Laryngorhinootologie. 2020 Feb 20;:
Authors: Dejaco D, Rauchenwald T, Steinbichler T, Wolfram D, Morandi E, Appenroth E, Djedovic G, Pierer G, Riechelmann H
Abstract
BACKGROUND: In recurrent hypopharyngeal/laryngeal squamous cell carcinoma after radiation salvage-laryngectomy (salvage-LE) represents the best curative treatment option. Pre-irradiation promotes development of pharyngocutaneous fistulas (pc-fistula). Transfer of unirradiated tissue to the surgical site reduces fistula rate. Frequently, a myocutaneous Pectoralis-major-flap (PMF) is applied. We describe a muscle sparing, myofascial PMF (ms-PMF) and its functional & aesthetic results.
METHODS: For the ms-PMF, the pectoralis major is exposed via two 8 cm long subclavicular & submammary horizontal incisions. The pectoral branch of the thoracoacromial artery, which represents the blood supply for the ms-PMF, is identified between the clavicular and sternocostal aspect of the muscle. A cranciocaudal stripe of the pectoralis major is recovered and supraclaviculary transposed towards the pharynx. The clavicular and sternocostal part of the muscle remain untouched.The clear-margin resection rate (CMRR), mean overall survival (OS), complications, median length of hospital stay, & functional & esthetic outcome were assessed.

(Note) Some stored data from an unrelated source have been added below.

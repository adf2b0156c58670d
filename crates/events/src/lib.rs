//! Ledger events and their distribution.

pub mod bus;
pub mod envelope;
pub mod event;
pub mod in_memory_bus;

pub use bus::{EventBus, Subscription};
pub use envelope::EventEnvelope;
pub use event::Event;
pub use in_memory_bus::{InMemoryBusError, InMemoryEventBus};
use serde::{Deserialize, Serialize};
use uuid::Uuid;

use degen_core::LedgerId;

/// Envelope for a committed event, carrying stream metadata.
///
/// `sequence_number` is the aggregate version after the event was applied,
/// so it starts at 1 and increases by one per event of a given ledger.
#[derive(Debug, Clone, PartialEq, Eq, Serialize, Deserialize)]
pub struct EventEnvelope<E> {
    event_id: Uuid,
    ledger_id: LedgerId,
    sequence_number: u64,
    payload: E,
}

impl<E> EventEnvelope<E> {
    pub fn new(event_id: Uuid, ledger_id: LedgerId, sequence_number: u64, payload: E) -> Self {
        Self {
            event_id,
            ledger_id,
            sequence_number,
            payload,
        }
    }

    pub fn event_id(&self) -> Uuid {
        self.event_id
    }

    pub fn ledger_id(&self) -> LedgerId {
        self.ledger_id
    }

    pub fn sequence_number(&self) -> u64 {
        self.sequence_number
    }

    pub fn payload(&self) -> &E {
        &self.payload
    }

    pub fn into_payload(self) -> E {
        self.payload
    }
}
//! # Database Migrations
//!
//! Embedded SQL migrations for the library schema.
//!
//! ## How Migrations Work
//! ```text
//! ┌─────────────────────────────────────────────────────────────────────────┐
//! │                      Migration Process                                  │
//! │                                                                         │
//! │  Server Startup                                                        │
//! │       │                                                                 │
//! │       ▼                                                                 │
//! │  Check _sqlx_migrations table (create if missing)                      │
//! │       │                                                                 │
//! │       ▼                                                                 │
//! │  Compare embedded migrations vs applied                                │
//! │       │                                                                 │
//! │       └── 001_initial_schema.sql  (authors, books, indexes)            │
//! │       │                                                                 │
//! │       ▼                                                                 │
//! │  Run pending migrations in order, record each one                      │
//! │                                                                         │
//! └─────────────────────────────────────────────────────────────────────────┘
//! ```
//!
//! ## Adding New Migrations
//!
//! 1. Create a new file in `migrations/sqlite/` with the next sequence number
//! 2. Name format: `NNN_description.sql`
//! 3. **NEVER** modify existing migrations - always add new ones

use sqlx::SqlitePool;
use tracing::info;

use crate::error::DbResult;

/// Embedded migrations from the workspace `migrations/sqlite` directory.
static MIGRATOR: sqlx::migrate::Migrator = sqlx::migrate!("../../migrations/sqlite");

/// Runs all pending database migrations.
///
/// Each migration runs in its own transaction, in filename order.
pub async fn run_migrations(pool: &SqlitePool) -> DbResult<()> {
    info!("Checking for pending migrations");

    MIGRATOR.run(pool).await?;

    let (total, applied) = migration_status(pool).await?;
    info!(total, applied, "All migrations applied successfully");
    Ok(())
}

/// Returns `(total_migrations, applied_migrations)`.
pub async fn migration_status(pool: &SqlitePool) -> DbResult<(usize, usize)> {
    let total = MIGRATOR.migrations.len();

    let applied: i64 = sqlx::query_scalar("SELECT COUNT(*) FROM _sqlx_migrations")
        .fetch_one(pool)
        .await
        .unwrap_or(0);

    Ok((total, applied as usize))
}
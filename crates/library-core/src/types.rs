//! # Domain Types
//!
//! Records and change sets used throughout the library API.
//!
//! ## Type Hierarchy
//! ```text
//! ┌─────────────────────────────────────────────────────────────────────────┐
//! │                         Domain Types                                    │
//! │                                                                         │
//! │  ┌─────────────────┐  1     *  ┌─────────────────┐                     │
//! │  │     Author      │──────────►│      Book       │                     │
//! │  │  ─────────────  │           │  ─────────────  │                     │
//! │  │  id (i64)       │           │  id (i64)       │                     │
//! │  │  name           │           │  title          │                     │
//! │  │  email (unique) │           │  isbn (unique)  │                     │
//! │  │  deleted_at     │           │  published_date │                     │
//! │  └─────────────────┘           │  author_id (FK) │                     │
//! │                                │  deleted_at     │                     │
//! │                                └─────────────────┘                     │
//! │                                                                         │
//! │  Writes use: NewAuthor / AuthorChanges / NewBook / BookChanges         │
//! └─────────────────────────────────────────────────────────────────────────┘
//! ```
//!
//! ## Soft Delete
//! `deleted_at = None` means live. Deleted rows stay in storage but are
//! filtered out of every read path.

use chrono::{DateTime, NaiveDate, Utc};
use serde::{Deserialize, Serialize};

// =============================================================================
// Author
// =============================================================================

/// A book author.
#[derive(Debug, Clone, PartialEq, Eq, Serialize, Deserialize)]
#[cfg_attr(feature = "sqlx", derive(sqlx::FromRow))]
pub struct Author {
    /// System-assigned identifier, never changes.
    pub id: i64,

    pub name: String,

    /// Unique across the whole table, soft-deleted rows included.
    pub email: String,

    pub created_at: DateTime<Utc>,

    pub updated_at: DateTime<Utc>,

    /// Soft-delete marker. `Some` = deleted.
    pub deleted_at: Option<DateTime<Utc>>,
}

/// Validated fields for inserting an author.
#[derive(Debug, Clone, PartialEq, Eq)]
pub struct NewAuthor {
    pub name: String,
    pub email: String,
}

/// Partial update of an author. `None` leaves the stored value alone.
#[derive(Debug, Clone, Default, PartialEq, Eq)]
pub struct AuthorChanges {
    pub name: Option<String>,
    pub email: Option<String>,
}

impl AuthorChanges {
    /// True when no field was supplied.
    pub fn is_empty(&self) -> bool {
        self.name.is_none() && self.email.is_none()
    }
}

// =============================================================================
// Book
// =============================================================================

/// A book written by exactly one author.
#[derive(Debug, Clone, PartialEq, Eq, Serialize, Deserialize)]
#[cfg_attr(feature = "sqlx", derive(sqlx::FromRow))]
pub struct Book {
    /// System-assigned identifier, never changes.
    pub id: i64,

    pub title: String,

    /// Unique across the whole table, soft-deleted rows included.
    pub isbn: String,

    pub published_date: NaiveDate,

    /// Checked against live authors at write time only. Deleting the author
    /// later leaves this reference dangling.
    pub author_id: i64,

    pub created_at: DateTime<Utc>,

    pub updated_at: DateTime<Utc>,

    pub deleted_at: Option<DateTime<Utc>>,
}

/// Validated fields for inserting a book.
#[derive(Debug, Clone, PartialEq, Eq)]
pub struct NewBook {
    pub title: String,
    pub isbn: String,
    pub published_date: NaiveDate,
    pub author_id: i64,
}

/// Partial update of a book. `None` leaves the stored value alone.
#[derive(Debug, Clone, Default, PartialEq, Eq)]
pub struct BookChanges {
    pub title: Option<String>,
    pub isbn: Option<String>,
    pub published_date: Option<NaiveDate>,
    pub author_id: Option<i64>,
}

impl BookChanges {
    /// True when no field was supplied.
    pub fn is_empty(&self) -> bool {
        self.title.is_none()
            && self.isbn.is_none()
            && self.published_date.is_none()
            && self.author_id.is_none()
    }
}

// =============================================================================
// Unit Tests
// =============================================================================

RESULTS: In 25 patients, salvage-LE with ms-PMF was performed. The CMRR was 100 %, median OS 1.3 (follow-up 2.8) years, complications rate 16 % (4 complete lobe necroses, 3 pc-fistulas) and median inpatient stay 20 (11-78) days. Good functional outcome were observed: limitations of oral food intake occurred in 2-, limitations in voice rehabilitation in 3 patients. Wound healing disorders without lobe necrosis were not observed. The aesthetic results were appealing.
CONCLUSION: The ms-PMF is a less invasive & safe procedure for fistula prophylaxis in salvage-LE with favorable functional & aesthetic results.